What is required. Set down exactly the lines in the records below that run from the line with "impl Default for" to the line with "pub fn new(theta: f64)", inclusive, and nothing more.

────

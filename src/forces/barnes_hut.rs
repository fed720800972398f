//! Barnes-Hut force approximation over a [`QuadTree`].
//!
//! The walk starts at the root. A leaf contributes one interaction per stored
//! pair; an internal node whose size-to-distance ratio `s / d` is below the
//! accuracy threshold θ contributes a single interaction with its whole mass
//! (the element count) placed at its gravity center. Otherwise the walk
//! descends into the node's children.
//!
//! θ = 0 never approximates and visits every leaf; larger values trade accuracy
//! for speed. The pairwise force law itself is supplied by the caller through
//! [`ForceLaw`].
//!
//! # Example
//!
//! ```
//! use rs_quadtree::forces::{BarnesHut, InverseSquareAttraction};
//! use rs_quadtree::index::QuadTree;
//! use rs_quadtree::models::Point;
//!
//! let mut tree = QuadTree::new(2, Point::new(0.0, 0.0), 4.0, 4.0).unwrap();
//! tree.insert(Point::new(1.0, 0.0), 1);
//! tree.insert(Point::new(-1.0, 0.0), 2);
//!
//! let law = InverseSquareAttraction { g: 1.0 };
//! let force = BarnesHut::new(0.5).unwrap()
//!     .approximate_force(&0, Point::new(0.0, 0.0), 1.0, &tree, &law);
//!
//! // The two attractions cancel out.
//! assert!(force.norm() < 1e-12);
//! ```
use log::debug;
use rayon::prelude::*;
use crate::index::QuadTree;
use crate::models::Point;
use crate::utils::{QuadTreeError, DEFAULT_THETA};

/// A pairwise force between a target and a source mass.
///
/// Returns the force exerted on `target` by `source`. Implementations may
/// assume the two positions differ: the evaluator never calls a law with a
/// zero separation.
pub trait ForceLaw {
    fn force(&self, target: Point, target_mass: f64, source: Point, source_mass: f64) -> Point;
}

impl<F> ForceLaw for F
where
    F: Fn(Point, f64, Point, f64) -> Point,
{
    fn force(&self, target: Point, target_mass: f64, source: Point, source_mass: f64) -> Point {
        self(target, target_mass, source, source_mass)
    }
}

/// One query of a batched force evaluation.
#[derive(Debug, Clone, Copy, PartialEq)]
pub struct ForceQuery<T> {
    /// The object the force is computed for; pairs stored with it are skipped.
    pub object: T,
    pub point: Point,
    pub mass: f64,
}

/// A source the walk interacts with: a single stored point (mass 1) or an
/// approximated subtree (mass = its element count).
#[derive(Debug, Clone, Copy, PartialEq)]
pub struct Interaction {
    pub position: Point,
    pub mass: f64,
}

/// The Barnes-Hut evaluator, parameterized by its accuracy threshold θ.
#[derive(Debug, Clone, Copy, PartialEq)]
pub struct BarnesHut {
    theta: f64,
}

impl Default for BarnesHut {
    fn default() -> Self {
        BarnesHut { theta: DEFAULT_THETA }
    }
}

impl BarnesHut {
    /// Creates an evaluator with threshold `theta`.
    ///
    /// # Errors
    ///
    /// Returns `InvalidTheta` if `theta` is negative or not finite.
    pub fn new(theta: f64) -> Result<Self, QuadTreeError> {
        if !theta.is_finite() || theta < 0.0 {
            return Err(QuadTreeError::InvalidTheta);
        }
        Ok(BarnesHut { theta })
    }

    pub fn theta(&self) -> f64 {
        self.theta
    }

    /// Approximates the total force on `query_object` located at
    /// `query_point` with mass `query_mass`.
    ///
    /// Stored pairs whose object equals `query_object` are skipped, as are
    /// sources at zero distance from `query_point`.
    pub fn approximate_force<T: PartialEq, L: ForceLaw>(
        &self,
        query_object: &T,
        query_point: Point,
        query_mass: f64,
        tree: &QuadTree<T>,
        law: &L,
    ) -> Point {
        let mut total = Point::ORIGIN;
        self.walk(tree, query_object, &query_point, &mut |source| {
            total += law.force(query_point, query_mass, source.position, source.mass);
        });
        total
    }

    /// Evaluates many queries against the same tree in parallel.
    ///
    /// The tree is only read, so every query runs on its own Rayon task.
    /// Results are returned in query order.
    ///
    /// # Examples
    ///
    /// ```
    /// use rs_quadtree::forces::{BarnesHut, ForceQuery, InverseSquareAttraction};
    /// use rs_quadtree::index::QuadTree;
    /// use rs_quadtree::models::Point;
    ///
    /// let mut tree = QuadTree::new(4, Point::new(0.0, 0.0), 10.0, 10.0).unwrap();
    /// let a = Point::new(-1.0, 0.0);
    /// let b = Point::new(1.0, 0.0);
    /// tree.insert(a, 0);
    /// tree.insert(b, 1);
    ///
    /// let queries = [
    ///     ForceQuery { object: 0, point: a, mass: 1.0 },
    ///     ForceQuery { object: 1, point: b, mass: 1.0 },
    /// ];
    /// let forces = BarnesHut::default()
    ///     .approximate_forces(&queries, &tree, &InverseSquareAttraction { g: 1.0 });
    ///
    /// // Equal and opposite.
    /// assert_eq!(forces[0], Point::new(0.25, 0.0));
    /// assert_eq!(forces[1], Point::new(-0.25, 0.0));
    /// ```
    pub fn approximate_forces<T, L>(&self, queries: &[ForceQuery<T>], tree: &QuadTree<T>, law: &L) -> Vec<Point>
    where
        T: PartialEq + Sync,
        L: ForceLaw + Sync,
    {
        debug!(
            "evaluating {} force queries over {} elements (theta = {})",
            queries.len(), tree.len(), self.theta
        );
        queries
            .par_iter()
            .map(|query| self.approximate_force(&query.object, query.point, query.mass, tree, law))
            .collect()
    }

    /// Collects the sources a force query would interact with, in walk order.
    ///
    /// The worklist is what [`BarnesHut::approximate_force`] sums over; its
    /// length measures how much work a given θ saves.
    pub fn collect_interactions<T: PartialEq>(
        &self,
        query_object: &T,
        query_point: Point,
        tree: &QuadTree<T>,
        worklist: &mut Vec<Interaction>,
    ) {
        self.walk(tree, query_object, &query_point, &mut |source| worklist.push(source));
    }

    fn walk<T: PartialEq, F: FnMut(Interaction)>(
        &self,
        node: &QuadTree<T>,
        query_object: &T,
        query_point: &Point,
        emit: &mut F,
    ) {
        if node.is_empty() {
            return;
        }
        if node.is_leaf() {
            for (point, object) in node.points().iter().zip(node.objects()) {
                if object == query_object || point == query_point {
                    continue;
                }
                emit(Interaction { position: *point, mass: 1.0 });
            }
            return;
        }

        let gravity_center = node.gravity_center();
        let distance = query_point.distance(&gravity_center);
        // A zero distance makes s / d infinite, which never satisfies the
        // criterion: descend instead of evaluating a singular interaction.
        if distance > 0.0 && node.width() / distance < self.theta {
            emit(Interaction { position: gravity_center, mass: node.len() as f64 });
            return;
        }
        for child in node.children().into_iter().flatten() {
            self.walk(child, query_object, query_point, emit);
        }
    }
}

/// Brute-force reference: sums `law` over every `(point, object)` source,
/// with the same skipping rules as the tree walk.
///
/// # Examples
///
/// ```
/// use rs_quadtree::forces::{exact_force, InverseSquareAttraction};
/// use rs_quadtree::models::Point;
///
/// let sources = [(Point::new(2.0, 0.0), &1), (Point::new(0.0, 0.0), &0)];
/// let force = exact_force(&0, Point::new(0.0, 0.0), 1.0, sources, &InverseSquareAttraction { g: 4.0 });
/// assert_eq!(force, Point::new(1.0, 0.0));
/// ```
pub fn exact_force<'a, T, L, I>(query_object: &T, query_point: Point, query_mass: f64, sources: I, law: &L) -> Point
where
    T: PartialEq + 'a,
    L: ForceLaw,
    I: IntoIterator<Item = (Point, &'a T)>,
{
    sources
        .into_iter()
        .filter(|(point, object)| *object != query_object && *point != query_point)
        .fold(Point::ORIGIN, |total, (point, _)| total + law.force(query_point, query_mass, point, 1.0))
}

────

Problem solution.
impl Default for BarnesHut {
    fn default() -> Self {
        BarnesHut { theta: DEFAULT_THETA }
    }
}

impl BarnesHut {
    /// Creates an evaluator with threshold `theta`.
    ///
    /// # Errors
    ///
    /// Returns `InvalidTheta` if `theta` is negative or not finite.
    pub fn new(theta: f64) -> Result<Self, QuadTreeError> {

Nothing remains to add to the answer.